Meysa mengangguk. Wanita itu lantas masuk ke ruangan bayi di mana anak laki-laki Rose dan Damian berada. Saat itu, Damian masih memperhatikannya dengan saksama. Meysa tidak berubah sama sekali sejak terakhir kali mereka bertemu.
Keduanya kemudian melihat bagaimana Meysa mendekati Bastian. Bocah kecil itu tampak antusias ketika Meysa mulai menyusuinya. Mungkin karena usianya baru satu bulan, jadi bayi itu tidak sadar jika yang menyusuinya adalah wanita yang berbeda.
Meysa memejam sesaat ketika merasakan kembali ASI-nya kembali mengalir deras.
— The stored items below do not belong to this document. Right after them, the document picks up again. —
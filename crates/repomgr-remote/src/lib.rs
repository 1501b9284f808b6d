//! Remote tag resolution for the `latest` version sentinel.
//!
//! A module path `<host>/<path>` maps to the SSH remote `git@<host>:<path>.git`.
//! The remote's tags are listed without cloning and the highest semantic
//! version wins.

#![forbid(unsafe_code)]

mod git;
mod tags;

use camino::Utf8PathBuf;
use thiserror::Error;

pub use git::GitTagResolver;
pub use tags::{module_to_git_addr, select_latest, tag_names};

#[derive(Debug, Error)]
pub enum RemoteError {
    #[error("cannot derive git address from module `{module}`: expected <host>/<path>")]
    Address { module: String },

    #[error("cannot use private key `{path}`")]
    PrivateKey {
        path: Utf8PathBuf,
        #[source]
        source: std::io::Error,
    },

    #[error("cannot authenticate to `{address}`")]
    Auth {
        address: String,
        #[source]
        source: git2::Error,
    },

    #[error("cannot list tags of `{address}`")]
    Network {
        address: String,
        #[source]
        source: git2::Error,
    },

    #[error("listing tags of `{address}` timed out after {secs}s")]
    Timeout { address: String, secs: u64 },

    #[error("tag listing for `{address}` stopped unexpectedly")]
    Worker { address: String },

    #[error("no semantic version tags found for `{module}`")]
    NoVersion { module: String },
}
//! CLI entry point for repo-manager.
//!
//! This module is intentionally thin: it handles argument parsing, logging
//! setup, output and exit codes. All business logic lives in `repomgr-app`.

#![forbid(unsafe_code)]

use anyhow::Context;
use camino::{Utf8Path, Utf8PathBuf};
use clap::{ArgAction, Parser, Subcommand, ValueEnum};
use repomgr_app::{
    CheckInput, EXIT_ERROR, ExplainOutput, ReportFormat, format_explanation, format_not_found,
    git_resolver, read_spec, render_report, run_check, run_explain, verdict_exit_code, write_text,
};
use repomgr_settings::{DEFAULT_NETWORK_TIMEOUT_SECS, RunOptions};
use repomgr_types::ids;
use std::io::Write;
use tracing::debug;
use tracing_subscriber::EnvFilter;

const LOG_ENV: &str = "REPO_MANAGER_LOG";

#[derive(Parser, Debug)]
#[command(
    name = "repo-manager",
    version,
    about = "Policy compliance checker for Go module repositories"
)]
struct Cli {
    /// More log output on stderr (-v info, -vv debug). Overrides REPO_MANAGER_LOG.
    #[arg(short, long, action = ArgAction::Count, global = true)]
    verbose: u8,

    #[command(subcommand)]
    cmd: Commands,
}

#[derive(Subcommand, Debug)]
enum Commands {
    /// Check every repository in the spec against its policies.
    Run {
        /// Path to the spec file.
        #[arg(long, env = "REPO_MANAGER_SPEC", default_value = ids::DEFAULT_SPEC_FILENAME)]
        spec: Utf8PathBuf,

        /// SSH private key used to list remote tags for `latest`. `$VAR` and `${VAR}` are expanded.
        #[arg(long, env = "REPO_MANAGER_PRIVATE_KEY", default_value = ids::DEFAULT_PRIVATE_KEY)]
        private_key: String,

        /// Timeout for each remote tag lookup, in seconds (0 disables it).
        #[arg(long, value_name = "SECONDS", default_value_t = DEFAULT_NETWORK_TIMEOUT_SECS)]
        network_timeout: u64,

        /// Report format.
        #[arg(long, value_enum, default_value_t = FormatArg::Table)]
        format: FormatArg,

        /// Write the report to a file instead of stdout.
        #[arg(long, short)]
        output: Option<Utf8PathBuf>,
    },

    /// Explain a rule with its params and remediation guidance.
    Explain {
        /// Rule name, e.g. `go-dep-module-min-version`.
        rule: String,
    },
}

#[derive(Clone, Copy, Debug, PartialEq, Eq, ValueEnum)]
enum FormatArg {
    Table,
    Markdown,
    Json,
}

impl From<FormatArg> for ReportFormat {
    fn from(arg: FormatArg) -> Self {
        match arg {
            FormatArg::Table => ReportFormat::Table,
            FormatArg::Markdown => ReportFormat::Markdown,
            FormatArg::Json => ReportFormat::Json,
        }
    }
}

fn main() {
    let cli = Cli::parse();
    init_tracing(cli.verbose);

    let code = match dispatch(cli.cmd) {
        Ok(code) => code,
        Err(err) => {
            eprintln!("repo-manager: {err:#}");
            EXIT_ERROR
        }
    };
    std::process::exit(code);
}

fn init_tracing(verbose: u8) {
    let filter = match verbose {
        0 => EnvFilter::try_from_env(LOG_ENV).unwrap_or_else(|_| EnvFilter::new("warn")),
        1 => EnvFilter::new("info"),
        _ => EnvFilter::new("debug"),
    };

    tracing_subscriber::fmt()
        .with_env_filter(filter)
        .with_writer(std::io::stderr)
        .with_target(false)
        .init();
}

fn dispatch(cmd: Commands) -> anyhow::Result<i32> {
    match cmd {
        Commands::Run {
            spec,
            private_key,
            network_timeout,
            format,
            output,
        } => {
            let options = RunOptions {
                private_key,
                network_timeout_secs: network_timeout,
            };
            cmd_run(&spec, &options, format.into(), output)
        }
        Commands::Explain { rule } => Ok(cmd_explain(&rule)),
    }
}

fn cmd_run(
    spec_path: &Utf8Path,
    options: &RunOptions,
    format: ReportFormat,
    output: Option<Utf8PathBuf>,
) -> anyhow::Result<i32> {
    debug!(spec = %spec_path, format = format.as_str(), "starting run");
    let spec_text = read_spec(spec_path)?;
    let resolver = git_resolver(options);

    let result = run_check(CheckInput {
        spec_text: &spec_text,
        resolver: &resolver,
    })?;

    let rendered = render_report(&result.report, format)?;
    match output {
        Some(path) => write_text(&path, &rendered).context("write report")?,
        None => {
            let mut stdout = std::io::stdout().lock();
            stdout
                .write_all(rendered.as_bytes())
                .and_then(|()| stdout.flush())
                .context("write report")?;
        }
    }

    Ok(verdict_exit_code(result.verdict()))
}

fn cmd_explain(rule: &str) -> i32 {
    match run_explain(rule) {
        ExplainOutput::Found(exp) => {
            print!("{}", format_explanation(&exp));
            0
        }
        ExplainOutput::NotFound {
            rule,
            available_rules,
        } => {
            eprint!("{}", format_not_found(&rule, available_rules));
            1
        }
    }
}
Sejak kematian sang putra, cairan itu benar-benar tak bisa berhenti. Kadang Meysa sampai kesulitan menghentikannya karena memang seharusnya ia masih menyusui seorang bayi. Nahas, nasib malang menimpa anak semata wayangnya. Dan kini, malah anak mantan kekasihnya yang harus ia susui.
“Lihat, Dam. Bastian sepertinya nyaman-nyaman saja dengan Meysa. Aku suka dia. Dia bersih dan rapi. Apalagi Bang Jo yang merekomendasikannya. Jadi, aku enggak perlu cemas,” jelas Rose.
Damian masih belum menyahut. Pikiran gilanya malah menyambangi masa lalu ketika ia dan Meysa masih menjadi sepasang kekasih. Gila saja jika kisah masa lalu mereka terungkap gara-gara Meysa bekerja di sini untuk menyusui Bastian. Hidup Damian pasti akan hancur.
“Kamu enggak mau menyelidiki latar belakangnya lebih jauh. Sayang, ini bayi kita. Dan kamu menyerahkannya begitu saja kepada orang asing. Apa ini enggak bahaya?” kata Damian.
“Bang Jo yang jamin semuanya baik-baik aja, Damian. Bang Jo enggak mungkin menjerumuskan keponakan kesayangan pada hal-hal yang buruk. Sudahlah, jangan berdiri di sini saja. Sana pergi ke kantor. Kamu, kan, harus kerja,” tutur Rose kemudian.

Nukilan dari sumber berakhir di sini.